Moseson H, Seymour JW, Zuniga C, Wollum A, Katz A, Thompson TA, Gerdts C. PLOS One. Mar 2022. DOI: 10.1371/0247201

Most studies of abortion access have recruited participants from abortion clinics, thereby missing people for whom barriers to care were insurmountable. Consequently, research may underestimate the nature and scope of barriers that exist. We aimed to recruit participants who had considered, but failed to obtain, an abortion using three online platforms, and to evaluate the feasibility of collecting data on their abortion-seeking experiences in a multi-modal online study. In 2018, we recruited participants for this feasibility study from Facebook, Google Ads, and Reddit for an online survey about experiences seeking abortion care in the United States; we additionally conducted in-depth interviews among a subset of survey participants. We completed descriptive analyses of survey data, and thematic analyses of interview data. Recruitment results have been previously published. For the primary outcomes of this analysis, over one month, we succeeded in capturing data on abortion-seeking experiences from 66 individuals who were not currently pregnant and reported not having obtained an abortion, nor visited an abortion facility, despite feeling that abortion could have been the best option for a recent pregnancy. A subset of survey respondents (n=14) completed in-depth interviews.

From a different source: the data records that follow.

use std::collections::HashSet;
use std::path::Path;

use serde::{Deserialize, Serialize};
use serde_json::Value;
use vscp_codec::find_reserved;
use vscp_engine::SensorUid;

use crate::error::{EmulatorError, Result};

/// Upper bound on a sensor table file, in bytes.
const MAX_TABLE_FILE_SIZE: u64 = 1024 * 1024;

/// One named reading of a sensor. The value may be a JSON string, number
/// or boolean; it is reported on the wire as text.
#[derive(Debug, Clone, PartialEq, Serialize, Deserialize)]
pub struct Reading {
    pub name: String,
    pub value: Value,
}

impl Reading {
    pub fn new(name: impl Into<String>, value: impl Into<Value>) -> Self {
        Self {
            name: name.into(),
            value: value.into(),
        }
    }

    /// Wire text of the value.
    pub fn value_text(&self) -> String {
        match &self.value {
            Value::String(text) => text.clone(),
            Value::Bool(true) => "1".to_string(),
            Value::Bool(false) => "0".to_string(),
            other => other.to_string(),
        }
    }
}

/// A sensor the emulator answers for.
#[derive(Debug, Clone, PartialEq, Serialize, Deserialize)]
pub struct SensorRecord {
    pub uid: String,
    /// Hardware type reported as the `type` reply key.
    #[serde(rename = "type")]
    pub kind: String,
    #[serde(default)]
    pub readings: Vec<Reading>,
}

impl SensorRecord {
    pub fn new(uid: impl Into<String>, kind: impl Into<String>, readings: Vec<Reading>) -> Self {
        Self {
            uid: uid.into(),
            kind: kind.into(),
            readings,
        }
    }
}

/// Ordered set of emulated sensors.
///
/// JSON form:
///
/// ```json
/// {"sensors": [{"uid": "sensor_005", "type": "Light",
///               "readings": [{"name": "Lux", "value": 350}]}]}
/// ```
#[derive(Debug, Clone, PartialEq, Serialize, Deserialize)]
pub struct SensorTable {
    pub sensors: Vec<SensorRecord>,
}

impl SensorTable {
    /// Build a table, rejecting duplicate UIDs and text that cannot be sent
    /// on the wire unescaped.
    pub fn new(sensors: Vec<SensorRecord>) -> Result<Self> {
        let table = Self { sensors };
        table.validate()?;
        Ok(table)
    }

    pub fn from_json_str(json: &str) -> Result<Self> {
        let table: SensorTable = serde_json::from_str(json)?;
        table.validate()?;
        Ok(table)
    }

    /// Load a table from a JSON file.
    pub fn load(path: &Path) -> Result<Self> {
        let read_err = |source| EmulatorError::Read {
            path: path.to_path_buf(),
            source,
        };

        let metadata = std::fs::metadata(path).map_err(read_err)?;
        if metadata.len() > MAX_TABLE_FILE_SIZE {
            return Err(EmulatorError::InvalidTable(format!(
                "{} is {} bytes (max {MAX_TABLE_FILE_SIZE})",
                path.display(),
                metadata.len()
            )));
        }

        let json = std::fs::read_to_string(path).map_err(read_err)?;
        Self::from_json_str(&json)
    }

    pub fn get(&self, uid: &str) -> Option<&SensorRecord> {
        self.sensors.iter().find(|sensor| sensor.uid == uid)
    }

    pub fn contains(&self, uid: &str) -> bool {
        self.get(uid).is_some()
    }

    pub fn uids(&self) -> impl Iterator<Item = &str> {
        self.sensors.iter().map(|sensor| sensor.uid.as_str())
    }

    pub fn len(&self) -> usize {
        self.sensors.len()
    }

    pub fn is_empty(&self) -> bool {
        self.sensors.is_empty()
    }

    fn validate(&self) -> Result<()> {
        let mut seen = HashSet::new();
        for sensor in &self.sensors {
            SensorUid::new(sensor.uid.as_str())
                .map_err(|err| EmulatorError::InvalidTable(err.to_string()))?;
            if sensor.uid == "all" {
                return Err(EmulatorError::InvalidTable(
                    "'all' is reserved for RESET and cannot name a sensor".to_string(),
                ));
            }
            if !seen.insert(sensor.uid.as_str()) {
                return Err(EmulatorError::InvalidTable(format!(
                    "duplicate sensor uid '{}'",
                    sensor.uid
                )));
            }

            check_text(&sensor.uid, "type", &sensor.kind)?;
            for reading in &sensor.readings {
                if reading.name.is_empty() {
                    return Err(EmulatorError::InvalidTable(format!(
                        "sensor '{}' has a reading without a name",
                        sensor.uid
                    )));
                }
                check_text(&sensor.uid, "reading name", &reading.name)?;
                check_text(&sensor.uid, "reading value", &reading.value_text())?;
            }
        }
        Ok(())
    }
}

fn check_text(uid: &str, field: &str, text: &str) -> Result<()> {
    match find_reserved(text) {
        Some(ch) => Err(EmulatorError::InvalidTable(format!(
            "sensor '{uid}' {field} '{}' contains reserved character {ch:?}",
            text.escape_debug()
        ))),
        None => Ok(()),
    }
}

impl Default for SensorTable {
    /// The bench set the endpoint firmware ships with.
    fn default() -> Self {
        let sensor = |uid: &str, kind: &str, readings: &[(&str, Value)]| {
            SensorRecord::new(
                uid,
                kind,
                readings
                    .iter()
                    .map(|(name, value)| Reading::new(*name, value.clone()))
                    .collect(),
            )
        };

        Self {
            sensors: vec![
                sensor(
                    "sensor_001",
                    "DHT22",
                    &[("Temperature", Value::from(25.5)), ("Humidity", Value::from(60.2))],
                ),
                sensor("sensor_002", "Ultrasonic", &[("Distance", Value::from(150))]),
                sensor(
                    "sensor_003",
                    "BMP280",
                    &[("Pressure", Value::from(1013.25)), ("Temperature", Value::from(22.1))],
                ),
                sensor(
                    "sensor_004",
                    "Joystick",
                    &[("X", Value::from(45)), ("Y", Value::from(78)), ("Button", Value::from(0))],
                ),
                sensor("sensor_005", "Light", &[("Lux", Value::from(350))]),
                sensor(
                    "sensor_006",
                    "Magnetic",
                    &[("MagField", Value::from(12.5)), ("Detected", Value::from(0))],
                ),
                sensor(
                    "imu_001",
                    "IMU",
                    &[
                        ("acm_x", Value::from(-2.1)),
                        ("acm_y", Value::from(0.8)),
                        ("acm_z", Value::from(9.8)),
                        ("gyr_x", Value::from(0.05)),
                        ("gyr_y", Value::from(-0.02)),
                        ("gyr_z", Value::from(0.01)),
                    ],
                ),
            ],
        }
    }
}
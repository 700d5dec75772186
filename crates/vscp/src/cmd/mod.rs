use std::path::PathBuf;
use std::time::Duration;

use clap::{Args, Subcommand};
use vscp_engine::{DEFAULT_APP_NAME, DEFAULT_DB_VERSION};

use crate::exit::{CliError, CliResult, USAGE};
use crate::output::OutputFormat;

pub mod emulate;
pub mod ops;
pub mod version;

#[derive(Subcommand, Debug)]
pub enum Command {
    /// Serve the sensor-endpoint emulator on a socket.
    Emulate(EmulateArgs),
    /// Perform the INIT handshake and print the reply.
    Init(InitArgs),
    /// Read all current parameters of a sensor.
    Update(UidArgs),
    /// Send configuration parameters to a sensor.
    Config(ConfigArgs),
    /// Reset a sensor (or `all`).
    Reset(UidArgs),
    /// Connect a sensor to hardware pins.
    Connect(ConnectArgs),
    /// Disconnect a sensor from its pins.
    Disconnect(UidArgs),
    /// Show version information.
    Version(VersionArgs),
}

pub fn run(command: Command, format: OutputFormat) -> CliResult<i32> {
    match command {
        Command::Emulate(args) => emulate::run(args, format),
        Command::Init(args) => ops::init(args, format),
        Command::Update(args) => ops::update(args, format),
        Command::Config(args) => ops::config(args, format),
        Command::Reset(args) => ops::reset(args, format),
        Command::Connect(args) => ops::connect(args, format),
        Command::Disconnect(args) => ops::disconnect(args, format),
        Command::Version(args) => version::run(args),
    }
}

/// Connection and handshake settings shared by every operation.
#[derive(Args, Debug)]
pub struct SessionArgs {
    /// Socket path of the endpoint (or serial bridge).
    #[arg(long, env = "VSCP_SOCKET", value_name = "SOCKET")]
    pub socket: PathBuf,
    /// Application name announced in INIT.
    #[arg(long, env = "VSCP_APP", default_value = DEFAULT_APP_NAME)]
    pub app: String,
    /// Database version announced in INIT.
    #[arg(long, env = "VSCP_DB", default_value = DEFAULT_DB_VERSION)]
    pub db: String,
    /// Reply timeout per request (e.g. 500ms, 2s).
    #[arg(long, default_value = "1s")]
    pub timeout: String,
    /// Transport initialization window (e.g. 500ms, 2s).
    #[arg(long, default_value = "1s")]
    pub init_timeout: String,
    /// Match reply keys case-insensitively.
    #[arg(long)]
    pub case_insensitive: bool,
}

#[derive(Args, Debug)]
pub struct EmulateArgs {
    /// Socket path to bind.
    pub socket: PathBuf,
    /// JSON sensor table to serve instead of the built-in one.
    #[arg(long, value_name = "FILE")]
    pub sensors: Option<PathBuf>,
    /// Exit after serving N connections.
    #[arg(long)]
    pub count: Option<usize>,
}

#[derive(Args, Debug)]
pub struct InitArgs {
    #[command(flatten)]
    pub session: SessionArgs,
}

#[derive(Args, Debug)]
pub struct UidArgs {
    /// Sensor UID.
    pub uid: String,
    #[command(flatten)]
    pub session: SessionArgs,
}

#[derive(Args, Debug)]
pub struct ConfigArgs {
    /// Sensor UID.
    pub uid: String,
    /// Parameter to send, repeatable.
    #[arg(long = "set", value_name = "KEY=VALUE", required = true)]
    pub set: Vec<String>,
    #[command(flatten)]
    pub session: SessionArgs,
}

#[derive(Args, Debug)]
pub struct ConnectArgs {
    /// Sensor UID.
    pub uid: String,
    /// Comma-separated pin list (e.g. 5,6).
    pub pins: String,
    #[command(flatten)]
    pub session: SessionArgs,
}

#[derive(Args, Debug)]
pub struct VersionArgs {
    /// Show extended build provenance.
    #[arg(long)]
    pub extended: bool,
}

pub fn parse_duration(input: &str) -> CliResult<Duration> {
    let input = input.trim();
    if input.is_empty() {
        return Err(CliError::new(USAGE, "duration must not be empty"));
    }

    let (number, unit) = if let Some(num) = input.strip_suffix("ms") {
        (num, "ms")
    } else if let Some(num) = input.strip_suffix('s') {
        (num, "s")
    } else {
        (input, "s")
    };

    let value: u64 = number
        .parse()
        .map_err(|_| CliError::new(USAGE, format!("invalid duration value: {input}")))?;

    if value == 0 {
        return Err(CliError::new(USAGE, "duration must be greater than zero"));
    }

    match unit {
        "ms" => Ok(Duration::from_millis(value)),
        _ => Ok(Duration::from_secs(value)),
    }
}

#[cfg(test)]
mod tests {
    use super::*;

    #[test]
    fn parse_duration_seconds_and_millis() {
        assert_eq!(parse_duration("2s").unwrap(), Duration::from_secs(2));
        assert_eq!(parse_duration("150ms").unwrap(), Duration::from_millis(150));
        assert_eq!(parse_duration("3").unwrap(), Duration::from_secs(3));
    }

    #[test]
    fn parse_duration_rejects_invalid_values() {
        assert!(parse_duration("0s").is_err());
        assert!(parse_duration("bad").is_err());
        assert!(parse_duration("").is_err());
    }
}
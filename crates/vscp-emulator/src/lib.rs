//! Sensor-endpoint emulator for the VSCP protocol.
//!
//! [`Emulator`] answers every request type against an in-memory
//! [`SensorTable`], the way a board running the endpoint firmware would.
//! It can be driven directly, wrapped as a loopback [`EmulatorTransport`],
//! or attached to a byte stream with [`serve`].

pub mod emulator;
pub mod error;
pub mod serve;
pub mod sensors;
pub mod transport;

pub use emulator::{Emulator, EMULATOR_API_VERSION, EMULATOR_DB_VERSION};
pub use error::{EmulatorError, Result};
pub use sensors::{Reading, SensorRecord, SensorTable};
pub use serve::{serve, ServeSummary};
pub use transport::EmulatorTransport;
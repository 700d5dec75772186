mod cmd;
mod exit;
mod logging;
mod output;

use clap::Parser;

use crate::cmd::Command;
use crate::logging::{init_logging, LogFormat, LogLevel};
use crate::output::OutputFormat;

#[derive(Parser, Debug)]
#[command(name = "vscp", version, about = "Sensor endpoint protocol CLI")]
struct Cli {
    /// Output format.
    #[arg(long, value_name = "FORMAT", global = true)]
    format: Option<OutputFormat>,

    /// Log output format (stderr).
    #[arg(long, value_name = "FORMAT", default_value = "text", global = true)]
    log_format: LogFormat,

    /// Minimum log level (stderr).
    #[arg(long, value_name = "LEVEL", default_value = "info", global = true)]
    log_level: LogLevel,

    #[command(subcommand)]
    command: Command,
}

fn main() {
    let cli = Cli::parse();
    init_logging(cli.log_format, cli.log_level);

    let format = cli.format.unwrap_or_else(OutputFormat::default_for_stdout);
    let result = cmd::run(cli.command, format);

    match result {
        Ok(code) => std::process::exit(code),
        Err(err) => {
            eprintln!("error: {err}");
            std::process::exit(err.code);
        }
    }
}

#[cfg(test)]
mod tests {
    use super::*;

    #[test]
    fn parses_connect_subcommand() {
        let cli = Cli::try_parse_from([
            "vscp",
            "connect",
            "S1",
            "5,6",
            "--socket",
            "/tmp/vscp.sock",
            "--timeout",
            "500ms",
        ])
        .expect("connect args should parse");

        match cli.command {
            Command::Connect(args) => {
                assert_eq!(args.uid, "S1");
                assert_eq!(args.pins, "5,6");
                assert_eq!(args.session.app, "vscp");
                assert_eq!(args.session.db, "1.0.0");
            }
            other => panic!("unexpected command: {other:?}"),
        }
    }

    #[test]
    fn config_requires_a_parameter() {
        let err = Cli::try_parse_from(["vscp", "config", "S1", "--socket", "/tmp/vscp.sock"])
            .expect_err("config without --set should fail");

        assert_eq!(err.kind(), clap::error::ErrorKind::MissingRequiredArgument);
    }

    #[test]
    fn parses_emulate_with_count() {
        let cli = Cli::try_parse_from(["vscp", "emulate", "/tmp/vscp.sock", "--count", "2"])
            .expect("emulate args should parse");
        assert!(matches!(cli.command, Command::Emulate(ref args) if args.count == Some(2)));
    }
}
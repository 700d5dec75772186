use std::time::Duration;

use vscp_codec::{find_reserved, CodecConfig, MAX_REQUEST_SIZE};

use crate::error::{ProtocolError, Result};

/// API version this engine speaks during the INIT handshake.
pub const API_VERSION: &str = "1.2";

/// Application name sent by [`Engine::init_with_defaults`](crate::Engine::init_with_defaults).
pub const DEFAULT_APP_NAME: &str = "vscp";

/// Database version sent by [`Engine::init_with_defaults`](crate::Engine::init_with_defaults).
pub const DEFAULT_DB_VERSION: &str = "1.0.0";

/// Per-message reply wait for sensor operations.
pub const DEFAULT_RECEIVE_TIMEOUT: Duration = Duration::from_millis(100);

/// Reply wait for the INIT exchange.
pub const DEFAULT_HANDSHAKE_TIMEOUT: Duration = Duration::from_millis(500);

/// Window for bringing the transport up.
pub const DEFAULT_INIT_TIMEOUT: Duration = Duration::from_millis(1000);

/// Engine configuration.
#[derive(Debug, Clone, PartialEq, Eq)]
pub struct EngineConfig {
    /// Local API version announced in INIT.
    pub api_version: String,
    /// Maximum built request size in bytes.
    pub max_message_size: usize,
    /// Reply wait for UPDATE/CONFIG/RESET/CONNECT/DISCONNECT.
    pub receive_timeout: Duration,
    /// Reply wait for INIT.
    pub handshake_timeout: Duration,
    /// Transport initialization window.
    pub init_timeout: Duration,
    /// Whether reply keys are matched case-sensitively.
    pub case_sensitive: bool,
    pub default_app_name: String,
    pub default_db_version: String,
}

impl Default for EngineConfig {
    fn default() -> Self {
        Self {
            api_version: API_VERSION.to_string(),
            max_message_size: MAX_REQUEST_SIZE,
            receive_timeout: DEFAULT_RECEIVE_TIMEOUT,
            handshake_timeout: DEFAULT_HANDSHAKE_TIMEOUT,
            init_timeout: DEFAULT_INIT_TIMEOUT,
            case_sensitive: true,
            default_app_name: DEFAULT_APP_NAME.to_string(),
            default_db_version: DEFAULT_DB_VERSION.to_string(),
        }
    }
}

impl EngineConfig {
    pub fn with_api_version(mut self, version: impl Into<String>) -> Self {
        self.api_version = version.into();
        self
    }

    pub fn with_max_message_size(mut self, size: usize) -> Self {
        self.max_message_size = size;
        self
    }

    pub fn with_receive_timeout(mut self, timeout: Duration) -> Self {
        self.receive_timeout = timeout;
        self
    }

    pub fn with_handshake_timeout(mut self, timeout: Duration) -> Self {
        self.handshake_timeout = timeout;
        self
    }

    pub fn with_init_timeout(mut self, timeout: Duration) -> Self {
        self.init_timeout = timeout;
        self
    }

    pub fn with_case_sensitive(mut self, case_sensitive: bool) -> Self {
        self.case_sensitive = case_sensitive;
        self
    }

    pub fn with_defaults(mut self, app: impl Into<String>, db: impl Into<String>) -> Self {
        self.default_app_name = app.into();
        self.default_db_version = db.into();
        self
    }

    /// Codec settings derived from this configuration.
    pub fn codec(&self) -> CodecConfig {
        CodecConfig {
            max_message_size: self.max_message_size,
            case_sensitive: self.case_sensitive,
        }
    }

    /// Reject configurations no request could be built with.
    pub fn validate(&self) -> Result<()> {
        require_wire_value("config", "api_version", &self.api_version)?;
        if self.max_message_size == 0 {
            return Err(ProtocolError::invalid_value(
                "config",
                "max_message_size must be greater than zero",
            ));
        }
        if self.receive_timeout.is_zero()
            || self.handshake_timeout.is_zero()
            || self.init_timeout.is_zero()
        {
            return Err(ProtocolError::invalid_value(
                "config",
                "timeouts must be greater than zero",
            ));
        }
        Ok(())
    }
}

/// A non-empty value that can travel on the wire unescaped.
pub(crate) fn require_wire_value(origin: &str, field: &str, value: &str) -> Result<()> {
    if value.is_empty() {
        return Err(ProtocolError::invalid_value(
            origin,
            format!("{field} must not be empty"),
        ));
    }
    require_unreserved(origin, field, value)
}

pub(crate) fn require_unreserved(origin: &str, field: &str, value: &str) -> Result<()> {
    match find_reserved(value) {
        Some(ch) => Err(ProtocolError::invalid_value(
            origin,
            format!("{field} '{}' contains reserved character {ch:?}", value.escape_debug()),
        )),
        None => Ok(()),
    }
}

#[cfg(test)]
mod tests {
    use super::*;
    use crate::error::ErrorCategory;

    #[test]
    fn defaults() {
        let config = EngineConfig::default();
        assert_eq!(config.api_version, "1.2");
        assert_eq!(config.max_message_size, 1024);
        assert_eq!(config.receive_timeout, Duration::from_millis(100));
        assert!(config.case_sensitive);
        assert!(config.validate().is_ok());
    }

    #[test]
    fn codec_follows_config() {
        let codec = EngineConfig::default()
            .with_max_message_size(64)
            .with_case_sensitive(false)
            .codec();
        assert_eq!(codec.max_message_size, 64);
        assert!(!codec.case_sensitive);
    }

    #[test]
    fn validate_rejects_unusable_settings() {
        let err = EngineConfig::default()
            .with_api_version("1&2")
            .validate()
            .unwrap_err();
        assert_eq!(err.category(), ErrorCategory::InvalidValue);

        assert!(EngineConfig::default()
            .with_receive_timeout(Duration::ZERO)
            .validate()
            .is_err());
        assert!(EngineConfig::default()
            .with_max_message_size(0)
            .validate()
            .is_err());
    }
}
//! Byte-transport abstraction for the VSCP sensor protocol.
//!
//! The protocol engine only needs three capabilities from a channel:
//! initialize it, send one message, and receive one message within a
//! timeout. [`Transport`] captures exactly that. Implementations here:
//! - [`StreamTransport`]: newline-framed messages over any blocking byte
//!   stream that supports read timeouts (serial bridges, sockets)
//! - [`MemoryTransport`]: scripted in-memory stub for tests
//! - [`UnixDomainSocket`]: socket plumbing used by the CLI and emulator

pub mod error;
pub mod memory;
pub mod stream;
pub mod traits;

#[cfg(unix)]
pub mod uds;

pub use error::{Result, TransportError};
pub use memory::MemoryTransport;
pub use stream::{StreamConfig, StreamTransport};
pub use traits::{TimeoutStream, Transport};

#[cfg(unix)]
pub use uds::UnixDomainSocket;
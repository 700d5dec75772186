//! Protocol engine for VSCP sensor endpoints.
//!
//! An [`Engine`] owns one [`Transport`](vscp_transport::Transport) and the
//! handshake state for it. Every operation is a single synchronous
//! request/response round-trip:
//!
//! ```text
//! request  ?type=UPDATE&id=sensor_001
//! reply    ?id=sensor_001&status=1&Temperature=25.5
//! ```
//!
//! Failures are reported as [`ProtocolError`] values classified by
//! [`ErrorCategory`]; nothing is retried and nothing is silently dropped.

pub mod config;
pub mod engine;
pub mod error;
pub mod handshake;
pub mod request;
pub mod types;

pub use config::{
    EngineConfig, API_VERSION, DEFAULT_APP_NAME, DEFAULT_DB_VERSION, DEFAULT_HANDSHAKE_TIMEOUT,
    DEFAULT_INIT_TIMEOUT, DEFAULT_RECEIVE_TIMEOUT,
};
pub use engine::Engine;
pub use error::{ErrorCategory, ProtocolError, Result, Severity};
pub use handshake::{api_versions_match, remote_api_version, require_api_match};
pub use request::{interpret_reply, RequestKind};
pub use types::{EngineState, OperationResult, PinSpecification, SensorUid};
pub use vscp_codec::ParameterMap;
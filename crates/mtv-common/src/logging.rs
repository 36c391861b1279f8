//! Logging infrastructure using `tracing` and `tracing-subscriber`.
//!
//! The visibility crates only emit `tracing` events; the embedding
//! application decides where they go. This module offers the usual setup.
//!
//! # Log Levels
//!
//! - `warn`: Contract violations (suppression imbalance, unresolved elements)
//! - `debug`: Cache and query lifecycle (debounce, publish, invalidation)
//! - `trace`: Per-node visibility computations
//!
//! # Usage
//!
//! ```ignore
//! use mtv_common::logging::{init_logging, LogConfig};
//!
//! init_logging(&LogConfig::from_verbosity(1)).expect("init logging");
//! ```

use tracing::Level;
use tracing_subscriber::{
    EnvFilter,
    fmt::{self, MakeWriter},
    layer::SubscriberExt,
    util::{SubscriberInitExt, TryInitError},
};

/// Crates whose events are filtered at the configured level.
const CRATES: [&str; 7] = [
    "mtv_cache",
    "mtv_common",
    "mtv_filter",
    "mtv_model",
    "mtv_query",
    "mtv_viewport",
    "mtv_visibility",
];

/// Configuration for logging behavior.
#[derive(Debug, Clone)]
pub struct LogConfig {
    /// Log level filter (error, warn, info, debug, trace).
    pub level: Level,
    /// Whether to include timestamps in log output.
    pub with_timestamps: bool,
    /// Whether to include target (module path) in log output.
    pub with_target: bool,
    /// Whether to use ANSI colors in output.
    pub with_ansi: bool,
    /// Output format.
    pub format: LogFormat,
}

/// Log output format.
#[derive(Debug, Clone, Copy, Default, PartialEq, Eq)]
pub enum LogFormat {
    /// Human-readable pretty format with colors.
    #[default]
    Pretty,
    /// Compact single-line format.
    Compact,
    /// JSON format for machine parsing.
    Json,
}

impl Default for LogConfig {
    fn default() -> Self {
        Self {
            level: Level::INFO,
            with_timestamps: false,
            with_target: false,
            with_ansi: true,
            format: LogFormat::default(),
        }
    }
}

impl LogConfig {
    /// - 0: info level
    /// - 1: debug level
    /// - 2+: trace level
    #[must_use]
    pub fn from_verbosity(verbosity: u8) -> Self {
        let level = match verbosity {
            0 => Level::INFO,
            1 => Level::DEBUG,
            _ => Level::TRACE,
        };
        Self {
            level,
            ..Default::default()
        }
    }

    #[must_use]
    pub fn with_level(mut self, level: Level) -> Self {
        self.level = level;
        self
    }

    #[must_use]
    pub fn with_timestamps(mut self, enable: bool) -> Self {
        self.with_timestamps = enable;
        self
    }

    #[must_use]
    pub fn with_target(mut self, enable: bool) -> Self {
        self.with_target = enable;
        self
    }

    #[must_use]
    pub fn with_ansi(mut self, enable: bool) -> Self {
        self.with_ansi = enable;
        self
    }

    #[must_use]
    pub fn with_format(mut self, format: LogFormat) -> Self {
        self.format = format;
        self
    }
}

/// Installs the global subscriber writing to stderr.
///
/// # Errors
///
/// Fails if a global subscriber is already installed.
pub fn init_logging(config: &LogConfig) -> Result<(), TryInitError> {
    init_logging_with_writer(config, std::io::stderr)
}

/// Installs the global subscriber with a custom writer.
pub fn init_logging_with_writer<W>(config: &LogConfig, writer: W) -> Result<(), TryInitError>
where
    W: for<'writer> MakeWriter<'writer> + Send + Sync + 'static,
{
    let filter = build_env_filter(config.level);

    match config.format {
        LogFormat::Json => {
            let layer = fmt::layer()
                .json()
                .with_writer(writer)
                .with_target(config.with_target);
            tracing_subscriber::registry()
                .with(filter)
                .with(layer)
                .try_init()
        }
        LogFormat::Compact => {
            let layer = fmt::layer()
                .compact()
                .with_writer(writer)
                .with_ansi(config.with_ansi)
                .with_target(config.with_target);
            if config.with_timestamps {
                tracing_subscriber::registry()
                    .with(filter)
                    .with(layer)
                    .try_init()
            } else {
                tracing_subscriber::registry()
                    .with(filter)
                    .with(layer.without_time())
                    .try_init()
            }
        }
        LogFormat::Pretty => {
            let layer = fmt::layer()
                .with_writer(writer)
                .with_ansi(config.with_ansi)
                .with_target(config.with_target);
            if config.with_timestamps {
                tracing_subscriber::registry()
                    .with(filter)
                    .with(layer)
                    .try_init()
            } else {
                tracing_subscriber::registry()
                    .with(filter)
                    .with(layer.without_time())
                    .try_init()
            }
        }
    }
}

/// Compact debug-level logging captured by the test harness.
///
/// Safe to call from every test; only the first call installs a subscriber.
pub fn init_test_logging() {
    let layer = fmt::layer()
        .compact()
        .with_test_writer()
        .with_ansi(false)
        .without_time();
    let _ = tracing_subscriber::registry()
        .with(build_env_filter(Level::DEBUG))
        .with(layer)
        .try_init();
}

/// Build an `EnvFilter` from the given level, respecting `RUST_LOG`.
fn build_env_filter(level: Level) -> EnvFilter {
    let level = level.as_str().to_lowercase();
    EnvFilter::try_from_default_env().unwrap_or_else(|_| {
        // External crates stay at warn level to reduce noise
        let directives: Vec<String> = CRATES
            .iter()
            .map(|krate| format!("{krate}={level}"))
            .collect();
        EnvFilter::new(format!("warn,{}", directives.join(",")))
    })
}

#[cfg(test)]
mod tests {
    use super::*;

    #[test]
    fn verbosity_levels() {
        assert_eq!(LogConfig::from_verbosity(0).level, Level::INFO);
        assert_eq!(LogConfig::from_verbosity(1).level, Level::DEBUG);
        assert_eq!(LogConfig::from_verbosity(5).level, Level::TRACE);
    }

    #[test]
    fn builder_sets_fields() {
        let config = LogConfig::default()
            .with_format(LogFormat::Json)
            .with_target(true)
            .with_ansi(false)
            .with_timestamps(true);
        assert_eq!(config.format, LogFormat::Json);
        assert!(config.with_target);
        assert!(!config.with_ansi);
        assert!(config.with_timestamps);
    }

    #[test]
    fn test_logging_tolerates_repeated_init() {
        init_test_logging();
        init_test_logging();
        tracing::debug!("logging initialised twice");
    }
}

Results highlighted multiple, reinforcing barriers to abortion care, including legal restrictions such as gestational limits and waiting periods that exacerbated financial and other burdens, logistical and informational barriers, as well as barriers to abortion care less frequently reported in the literature, such as a preference for medication abortion. These findings support the use of online recruitment to identify and survey an understudied population about their abortion-seeking experiences. Further, findings contribute to a more complete understanding of the full range of barriers to abortion care that people experience in the United States, and how these barriers intersect to not just delay, but to prevent people from obtaining abortion.